-------- EXCERPTED RECORDS --------
// Copyright (c) 2025 Erick Bourgeois, firestoned
// SPDX-License-Identifier: MIT

//! Background lookup processor.
//!
//! Entries whose hostname targets were expanded to addresses must be
//! re-resolved periodically: when the addresses behind a hostname change,
//! the entry has to be reconciled even though nothing changed in the
//! cluster. One processor per controller instance schedules these lookups
//! from a min-heap keyed by next due time and triggers a reconcile when a
//! job's address set changes without any timeout involved.

use crate::constants::LOOKUP_CHECK_PERIOD_SECS;
use crate::metrics;
use crate::resolver::{lookup_all_hostnames, HostsLookupResult, Resolver};
use async_trait::async_trait;
use std::cmp::Reverse;
use std::collections::{BinaryHeap, HashMap, HashSet};
use std::sync::{Arc, Mutex};
use std::time::Duration;
use tokio::sync::Notify;
use tokio::time::Instant;
use tracing::{debug, info};

/// Requests a reconcile of one entry, by key.
///
/// The production implementation writes the operation annotation on the
/// entry; tests record the keys.
#[async_trait]
pub trait ReconcileTrigger: Send + Sync {
    async fn trigger(&self, entry_key: &str);
}

/// One scheduled job.
#[derive(Clone, Debug)]
struct LookupJob {
    hostnames: Vec<String>,
    last_result: HostsLookupResult,
    next_time: Instant,
    interval: Duration,
    generation: u64,
}

#[derive(Default)]
struct ProcessorState {
    jobs: HashMap<String, LookupJob>,
    /// Min-heap of (due time, key, generation); stale generations are
    /// skipped on pop.
    heap: BinaryHeap<Reverse<(Instant, String, u64)>>,
    running: HashSet<String>,
    generation: u64,
}

/// Scheduler of periodic hostname re-resolutions.
pub struct LookupProcessor {
    resolver: Arc<dyn Resolver>,
    trigger: Arc<dyn ReconcileTrigger>,
    max_parallel: usize,
    state: Mutex<ProcessorState>,
    notify: Notify,
}

impl LookupProcessor {
    #[must_use]
    pub fn new(
        resolver: Arc<dyn Resolver>,
        trigger: Arc<dyn ReconcileTrigger>,
        max_concurrent_lookups: usize,
    ) -> Self {
        Self {
            resolver,
            trigger,
            max_parallel: max_concurrent_lookups.max(2),
            state: Mutex::new(ProcessorState::default()),
            notify: Notify::new(),
        }
    }

    /// Insert or replace the job for one entry.
    ///
    /// When the new result's address set differs from the previous job's
    /// and the new result saw no timeout, a reconcile is triggered
    /// immediately.
    pub async fn upsert(
        &self,
        entry_key: &str,
        hostnames: Vec<String>,
        result: HostsLookupResult,
        interval: Duration,
    ) {
        let changed = {
            let mut state = self.state.lock().expect("lookup processor poisoned");
            let changed = state
                .jobs
                .get(entry_key)
                .is_some_and(|job| job.last_result.all_ips() != result.all_ips());
            state.generation += 1;
            let generation = state.generation;
            let next_time = Instant::now() + interval;
            state.jobs.insert(
                entry_key.to_string(),
                LookupJob {
                    hostnames,
                    last_result: result.clone(),
                    next_time,
                    interval,
                    generation,
                },
            );
            state
                .heap
                .push(Reverse((next_time, entry_key.to_string(), generation)));
            #[allow(clippy::cast_possible_wrap)]
            metrics::LOOKUP_JOBS_GAUGE.set(state.jobs.len() as i64);
            changed
        };
        self.notify.notify_one();

        if changed && !result.has_timeout() {
            info!(entry = entry_key, "resolved addresses changed, triggering reconcile");
            self.trigger.trigger(entry_key).await;
        }
    }

    /// Remove the job for one entry.
    pub fn delete(&self, entry_key: &str) {
        let mut state = self.state.lock().expect("lookup processor poisoned");
        state.jobs.remove(entry_key);
        #[allow(clippy::cast_possible_wrap)]
        metrics::LOOKUP_JOBS_GAUGE.set(state.jobs.len() as i64);
        self.notify.notify_one();
    }

    /// Number of scheduled jobs. Metrics and test support.
    #[must_use]
    pub fn len(&self) -> usize {
        self.state
            .lock()
            .expect("lookup processor poisoned")
            .jobs
            .len()
    }

    #[must_use]
    pub fn is_empty(&self) -> bool {
        self.len() == 0
    }

    /// Run the scheduler loop until the surrounding task is cancelled.
    pub async fn run(self: Arc<Self>) {
        info!("lookup processor started");
        loop {
            let wake_at = self.next_due().unwrap_or_else(|| {
                Instant::now() + Duration::from_secs(LOOKUP_CHECK_PERIOD_SECS)
            });
            tokio::select! {
                () = tokio::time::sleep_until(wake_at) => {}
                () = self.notify.notified() => {}
            }
            self.dispatch_due();
        }
    }

    /// Earliest due time over all jobs not currently running.
    fn next_due(&self) -> Option<Instant> {
        let state = self.state.lock().expect("lookup processor poisoned");
        state
            .jobs
            .iter()
            .filter(|(key, _)| !state.running.contains(*key))
            .map(|(_, job)| job.next_time)
            .min()
    }

    /// Start lookups for every due job, bounded by the parallelism limit.
    fn dispatch_due(self: &Arc<Self>) {
        let now = Instant::now();
        let due: Vec<(String, Vec<String>)> = {
            let mut state = self.state.lock().expect("lookup processor poisoned");
            let mut due = Vec::new();
            while due.len() + state.running.len() < self.max_parallel {
                // Pop the earliest valid heap entry.
                let Some(Reverse((at, key, generation))) = state.heap.peek().cloned() else {
                    break;
                };
                if at > now {
                    break;
                }
                state.heap.pop();
                let Some(job) = state.jobs.get(&key) else {
                    continue; // deleted
                };
                if job.generation != generation {
                    continue; // superseded by an upsert
                }
                if state.running.contains(&key) {
                    // Still running from the previous due time; skipped,
                    // not re-entered.
                    continue;
                }
                let hostnames = job.hostnames.clone();
                state.running.insert(key.clone());
                due.push((key, hostnames));
            }
            due
        };

        for (key, hostnames) in due {
            let this = self.clone();
            tokio::spawn(async move {
                this.run_job(&key, &hostnames).await;
            });
        }
    }

    async fn run_job(self: &Arc<Self>, key: &str, hostnames: &[String]) {
        debug!(entry = key, hosts = hostnames.len(), "running scheduled lookup");
        let result = lookup_all_hostnames(self.resolver.clone(), hostnames, self.max_parallel).await;
        metrics::record_lookup(if result.has_timeout() {
            "timeout"
        } else if result.all_not_found() {
            "not_found"
        } else if result.first_error().is_some() {
            "error"
        } else {
            "ok"
        });

        let changed = {
            let mut state = self.state.lock().expect("lookup processor poisoned");
            state.running.remove(key);
            if !state.jobs.contains_key(key) {
                return; // deleted while running
            }
            state.generation += 1;
            let new_generation = state.generation;
            let job = state.jobs.get_mut(key).expect("checked above");
            let changed = job.last_result.all_ips() != result.all_ips();
            // Timeouts do not count as change and do not overwrite the
            // last good result.
            if !result.has_timeout() {
                job.last_result = result.clone();
            }
            job.next_time = Instant::now() + job.interval;
            job.generation = new_generation;
            let rescheduled = (job.next_time, key.to_string(), job.generation);
            state.heap.push(Reverse(rescheduled));
            changed && !result.has_timeout()
        };
        self.notify.notify_one();

        if changed {
            info!(entry = key, "resolved addresses changed, triggering reconcile");
            self.trigger.trigger(key).await;
        }
    }
}

#[cfg(test)]
#[path = "lookup_tests.rs"]
mod lookup_tests;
--------
**EXERCISE GOAL**
All of the records above are to be copied exactly.

**TASK ANSWER**
// Copyright (c) 2025 Erick Bourgeois, firestoned
// SPDX-License-Identifier: MIT

//! Background lookup processor.
//!
//! Entries whose hostname targets were expanded to addresses must be
//! re-resolved periodically: when the addresses behind a hostname change,
//! the entry has to be reconciled even though nothing changed in the
//! cluster. One processor per controller instance schedules these lookups
//! from a min-heap keyed by next due time and triggers a reconcile when a
//! job's address set changes without any timeout involved.

use crate::constants::LOOKUP_CHECK_PERIOD_SECS;
use crate::metrics;
use crate::resolver::{lookup_all_hostnames, HostsLookupResult, Resolver};
use async_trait::async_trait;
use std::cmp::Reverse;
use std::collections::{BinaryHeap, HashMap, HashSet};
use std::sync::{Arc, Mutex};
use std::time::Duration;
use tokio::sync::Notify;
use tokio::time::Instant;
use tracing::{debug, info};

/// Requests a reconcile of one entry, by key.
///
/// The production implementation writes the operation annotation on the
/// entry; tests record the keys.
#[async_trait]
pub trait ReconcileTrigger: Send + Sync {
    async fn trigger(&self, entry_key: &str);
}

/// One scheduled job.
#[derive(Clone, Debug)]
struct LookupJob {
    hostnames: Vec<String>,
    last_result: HostsLookupResult,
    next_time: Instant,
    interval: Duration,
    generation: u64,
}

#[derive(Default)]
struct ProcessorState {
    jobs: HashMap<String, LookupJob>,
    /// Min-heap of (due time, key, generation); stale generations are
    /// skipped on pop.
    heap: BinaryHeap<Reverse<(Instant, String, u64)>>,
    running: HashSet<String>,
    generation: u64,
}

/// Scheduler of periodic hostname re-resolutions.
pub struct LookupProcessor {
    resolver: Arc<dyn Resolver>,
    trigger: Arc<dyn ReconcileTrigger>,
    max_parallel: usize,
    state: Mutex<ProcessorState>,
    notify: Notify,
}

impl LookupProcessor {
    #[must_use]
    pub fn new(
        resolver: Arc<dyn Resolver>,
        trigger: Arc<dyn ReconcileTrigger>,
        max_concurrent_lookups: usize,
    ) -> Self {
        Self {
            resolver,
            trigger,
            max_parallel: max_concurrent_lookups.max(2),
            state: Mutex::new(ProcessorState::default()),
            notify: Notify::new(),
        }
    }

    /// Insert or replace the job for one entry.
    ///
    /// When the new result's address set differs from the previous job's
    /// and the new result saw no timeout, a reconcile is triggered
    /// immediately.
    pub async fn upsert(
        &self,
        entry_key: &str,
        hostnames: Vec<String>,
        result: HostsLookupResult,
        interval: Duration,
    ) {
        let changed = {
            let mut state = self.state.lock().expect("lookup processor poisoned");
            let changed = state
                .jobs
                .get(entry_key)
                .is_some_and(|job| job.last_result.all_ips() != result.all_ips());
            state.generation += 1;
            let generation = state.generation;
            let next_time = Instant::now() + interval;
            state.jobs.insert(
                entry_key.to_string(),
                LookupJob {
                    hostnames,
                    last_result: result.clone(),
                    next_time,
                    interval,
                    generation,
                },
            );
            state
                .heap
                .push(Reverse((next_time, entry_key.to_string(), generation)));
            #[allow(clippy::cast_possible_wrap)]
            metrics::LOOKUP_JOBS_GAUGE.set(state.jobs.len() as i64);
            changed
        };
        self.notify.notify_one();

        if changed && !result.has_timeout() {
            info!(entry = entry_key, "resolved addresses changed, triggering reconcile");
            self.trigger.trigger(entry_key).await;
        }
    }

    /// Remove the job for one entry.
    pub fn delete(&self, entry_key: &str) {
        let mut state = self.state.lock().expect("lookup processor poisoned");
        state.jobs.remove(entry_key);
        #[allow(clippy::cast_possible_wrap)]
        metrics::LOOKUP_JOBS_GAUGE.set(state.jobs.len() as i64);
        self.notify.notify_one();
    }

    /// Number of scheduled jobs. Metrics and test support.
    #[must_use]
    pub fn len(&self) -> usize {
        self.state
            .lock()
            .expect("lookup processor poisoned")
            .jobs
            .len()
    }

    #[must_use]
    pub fn is_empty(&self) -> bool {
        self.len() == 0
    }

    /// Run the scheduler loop until the surrounding task is cancelled.
    pub async fn run(self: Arc<Self>) {
        info!("lookup processor started");
        loop {
            let wake_at = self.next_due().unwrap_or_else(|| {
                Instant::now() + Duration::from_secs(LOOKUP_CHECK_PERIOD_SECS)
            });
            tokio::select! {
                () = tokio::time::sleep_until(wake_at) => {}
                () = self.notify.notified() => {}
            }
            self.dispatch_due();
        }
    }

    /// Earliest due time over all jobs not currently running.
    fn next_due(&self) -> Option<Instant> {
        let state = self.state.lock().expect("lookup processor poisoned");
        state
            .jobs
            .iter()
            .filter(|(key, _)| !state.running.contains(*key))
            .map(|(_, job)| job.next_time)
            .min()
    }

    /// Start lookups for every due job, bounded by the parallelism limit.
    fn dispatch_due(self: &Arc<Self>) {
        let now = Instant::now();
        let due: Vec<(String, Vec<String>)> = {
            let mut state = self.state.lock().expect("lookup processor poisoned");
            let mut due = Vec::new();
            while due.len() + state.running.len() < self.max_parallel {
                // Pop the earliest valid heap entry.
                let Some(Reverse((at, key, generation))) = state.heap.peek().cloned() else {
                    break;
                };
                if at > now {
                    break;
                }
                state.heap.pop();
                let Some(job) = state.jobs.get(&key) else {
                    continue; // deleted
                };
                if job.generation != generation {
                    continue; // superseded by an upsert
                }
                if state.running.contains(&key) {
                    // Still running from the previous due time; skipped,
                    // not re-entered.
                    continue;
                }
                let hostnames = job.hostnames.clone();
                state.running.insert(key.clone());
                due.push((key, hostnames));
            }
            due
        };

        for (key, hostnames) in due {
            let this = self.clone();
            tokio::spawn(async move {
                this.run_job(&key, &hostnames).await;
            });
        }
    }

    async fn run_job(self: &Arc<Self>, key: &str, hostnames: &[String]) {
        debug!(entry = key, hosts = hostnames.len(), "running scheduled lookup");
        let result = lookup_all_hostnames(self.resolver.clone(), hostnames, self.max_parallel).await;
        metrics::record_lookup(if result.has_timeout() {
            "timeout"
        } else if result.all_not_found() {
            "not_found"
        } else if result.first_error().is_some() {
            "error"
        } else {
            "ok"
        });

        let changed = {
            let mut state = self.state.lock().expect("lookup processor poisoned");
            state.running.remove(key);
            if !state.jobs.contains_key(key) {
                return; // deleted while running
            }
            state.generation += 1;
            let new_generation = state.generation;
            let job = state.jobs.get_mut(key).expect("checked above");
            let changed = job.last_result.all_ips() != result.all_ips();
            // Timeouts do not count as change and do not overwrite the
            // last good result.
            if !result.has_timeout() {
                job.last_result = result.clone();
            }
            job.next_time = Instant::now() + job.interval;
            job.generation = new_generation;
            let rescheduled = (job.next_time, key.to_string(), job.generation);
            state.heap.push(Reverse(rescheduled));
            changed && !result.has_timeout()
        };
        self.notify.notify_one();

        if changed {
            info!(entry = key, "resolved addresses changed, triggering reconcile");
            self.trigger.trigger(key).await;
        }
    }
}

#[cfg(test)]
#[path = "lookup_tests.rs"]
mod lookup_tests;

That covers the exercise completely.